Gallium and indium octahedral complexes with isoniazid derivative ligands were successfully prepared. The ligands, isonicotinoyl benzoylacetone (H 2 L 1 ) and 4-chlorobenzoylacetone isonicotinoyl hydrazone (H 2 L 2 ), and their respective coordination compounds with gallium and indium [GaL 1 (HL 1 )] (GaL 1 ), [GaL 2 (HL 2 )] (GaL 2 ), [InL 1 (HL 1 )] (InL 1 ) and [InL 2 (HL 2 )] (InL 2 ) were investigated by NMR, ESI-MS, UV-Vis, IR, single-crystal X-ray diffraction and elemental analysis. In vitro interaction studies with human serum albumin (HSA) evidenced a moderate affinity of all complexes with HSA through spontaneous hydrophobic interactions. The greatest suppression of HSA fluorescence was caused by GaL 2 and InL 2 , which was associated to the higher lipophilicity of H 2 L 2 . In vitro interaction studies with CT-DNA indicated weak interactions of the biomolecule with all complexes.
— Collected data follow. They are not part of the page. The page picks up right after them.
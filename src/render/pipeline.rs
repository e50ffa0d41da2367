use std::sync::mpsc;
use std::time::{Duration, Instant};

use crate::animation::accumulate::Canvas;
use crate::animation::frame::Animation;
use crate::config::render_config::{PipelineMode, RenderConfig};
use crate::foundation::core::Raster;
use crate::foundation::error::{GlyphError, GlyphResult};
use crate::palette::palette::Palette;
use crate::raster::resample::resample_nearest;
use crate::raster::sizing::TargetSize;
use crate::render::text::{RowDispatch, TextFrame, render_text};

/// Counters for one animation render.
#[derive(Clone, Copy, Debug, Default, PartialEq, Eq)]
pub struct RenderStats {
    /// Frames rendered (always the source frame count).
    pub frames_total: u64,
    /// Source pixels copied onto the canvas across all frames.
    pub pixels_composited: u64,
    /// Wall time spent accumulating, resampling and rendering.
    pub elapsed: Duration,
}

/// Resample and render a still image.
///
/// The grid size is resolved from the raster's own size and `config`.
pub fn render_still(raster: &Raster, config: &RenderConfig) -> GlyphResult<TextFrame> {
    config.validate()?;
    let palette = config.palette()?;
    let size = config.target_size(raster.width(), raster.height())?;
    let resized = resample_nearest(raster, size.width, size.height, (0, 0))?;
    Ok(render_text(&resized, &palette, config.row_dispatch))
}

/// Render every frame of an animation, in source order.
///
/// See [`render_animation_with_stats`].
pub fn render_animation(animation: &Animation, config: &RenderConfig) -> GlyphResult<Vec<TextFrame>> {
    render_animation_with_stats(animation, config).map(|(frames, _)| frames)
}

/// Render every frame of an animation and report counters.
///
/// Frames are accumulated onto a canvas sized to the first frame, resampled to the grid
/// resolved from that first frame, and rendered to text. The returned sequence has one
/// frame per source frame, in source order, regardless of [`PipelineMode`].
#[tracing::instrument(skip_all, fields(frames = animation.len(), mode = ?config.pipeline))]
pub fn render_animation_with_stats(
    animation: &Animation,
    config: &RenderConfig,
) -> GlyphResult<(Vec<TextFrame>, RenderStats)> {
    config.validate()?;
    let palette = config.palette()?;
    let bounds = animation.canvas_bounds();
    let size = config.target_size(bounds.width, bounds.height)?;

    let started = Instant::now();
    let (frames, pixels_composited) = match config.pipeline {
        PipelineMode::Sync => render_sync(animation, &palette, size, config.row_dispatch)?,
        PipelineMode::Staged => {
            let pool = build_thread_pool(config.threads)?;
            render_staged(animation, &palette, size, config.row_dispatch, &pool)?
        }
    };
    let stats = RenderStats {
        frames_total: frames.len() as u64,
        pixels_composited,
        elapsed: started.elapsed(),
    };

    let secs = stats.elapsed.as_secs_f64();
    tracing::info!(
        frames = stats.frames_total,
        width = size.width,
        height = size.height,
        elapsed_ms = stats.elapsed.as_millis() as u64,
        fps = if secs > 0.0 { stats.frames_total as f64 / secs } else { 0.0 },
        "rendered animation"
    );
    Ok((frames, stats))
}

fn render_sync(
    animation: &Animation,
    palette: &Palette,
    size: TargetSize,
    dispatch: RowDispatch,
) -> GlyphResult<(Vec<TextFrame>, u64)> {
    let frames = animation.frames();
    let mut out = Vec::with_capacity(frames.len());
    let mut canvas = Canvas::new(&frames[0].raster);
    let mut composited = frames[0].raster.bounds().area();

    for (i, frame) in frames.iter().enumerate() {
        if i > 0 {
            composited += canvas.composite(&frame.raster);
        }
        // Resampling produces an owned raster, so the canvas may advance right after.
        let resized = resample_nearest(canvas.raster(), size.width, size.height, (0, 0))?;
        out.push(render_text(&resized, palette, dispatch));
        tracing::debug!(frame = i, "rendered frame (sync)");
    }
    Ok((out, composited))
}

fn render_staged(
    animation: &Animation,
    palette: &Palette,
    size: TargetSize,
    dispatch: RowDispatch,
    pool: &rayon::ThreadPool,
) -> GlyphResult<(Vec<TextFrame>, u64)> {
    let frames = animation.frames();
    let n = frames.len();
    // Results never outnumber frames, so workers never block on send.
    let (tx, rx) = mpsc::sync_channel::<(usize, TextFrame)>(n);
    let mut composited = frames[0].raster.bounds().area();

    // `in_place_scope` returns only after every spawned render has finished.
    pool.in_place_scope(|scope| -> GlyphResult<()> {
        let mut canvas = Canvas::new(&frames[0].raster);
        for (i, frame) in frames.iter().enumerate() {
            if i > 0 {
                composited += canvas.composite(&frame.raster);
            }
            // Copy-then-dispatch: the worker owns its input before the canvas advances.
            let resized = resample_nearest(canvas.raster(), size.width, size.height, (0, 0))?;
            let tx = tx.clone();
            scope.spawn(move |_| {
                let text = render_text(&resized, palette, dispatch);
                if tx.send((i, text)).is_err() {
                    tracing::warn!(frame = i, "staged render result dropped");
                }
            });
            tracing::debug!(frame = i, "dispatched frame (staged)");
        }
        Ok(())
    })?;
    drop(tx);

    let mut slots: Vec<Option<TextFrame>> = vec![None; n];
    for (i, text) in rx.try_iter() {
        slots[i] = Some(text);
    }
    let out = slots
        .into_iter()
        .enumerate()
        .map(|(i, slot)| {
            slot.ok_or_else(|| {
                GlyphError::validation(format!("internal error: frame {i} missing after staged render"))
            })
        })
        .collect::<GlyphResult<Vec<_>>>()?;
    Ok((out, composited))
}

fn build_thread_pool(threads: Option<usize>) -> GlyphResult<rayon::ThreadPool> {
    if let Some(n) = threads
        && n == 0
    {
        return Err(GlyphError::validation("render 'threads' must be >= 1 when set"));
    }

    let mut builder = rayon::ThreadPoolBuilder::new().thread_name(|i| format!("glyphreel-render-{i}"));
    if let Some(n) = threads {
        builder = builder.num_threads(n);
    }
    builder
        .build()
        .map_err(|e| GlyphError::Other(anyhow::anyhow!("failed to build rayon thread pool: {e}")))
}

#[cfg(test)]
#[path = "../../tests/unit/render/pipeline.rs"]
mod tests;
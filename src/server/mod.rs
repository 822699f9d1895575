//! Server Module
//!
//! Configuration loading, application state, and server initialization.
//!
//! # Module Structure
//!
//! - **`config`** - environment configuration and pool construction
//! - **`state`** - `AppState` and `FromRef` implementations
//! - **`init`** - `create_app`: wiring it all together

/// Application state management
pub mod state;

/// Server configuration loading
pub mod config;

/// Server initialization
pub mod init;

// Re-export commonly used types
pub use config::ServerConfig;
pub use init::create_app;
pub use state::AppState;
Cytotoxicity assays with MCF-7 (breast carcinoma), PC-3 (prostate carcinoma) and RWPE-1 (healthy human prostate epithelial) cell lines showed that complexes with H 2 L 2 are more active and selective against MCF-7, with the greatest cytotoxicity observed for InL 2 (IC 50 = 10.34 ± 1.69 μM). H 2 L 1 and H 2 L 2 were labelled with gallium-67, and it was verified that 67 GaL 2 has a greater lipophilicity than 67 GaL 1 , as well as higher stability in human serum or in the presence of apo-transferrin. Cellular uptake assays with 67 GaL 1 and 67 GaL 2 evidenced that the H 2 L 2 -containing radiocomplex has a higher accumulation in MCF-7 and PC-3 cells than the non-halogenated congener 67 GaL 1 . The anti-Mycobacterium tuberculosis assays revealed that both ligands and metal complexes are potent growth inhibitors, with MIC 90 (μg mL -1 ) values observed from 0.419 ± 0.05 to 1.378 ± 0.21.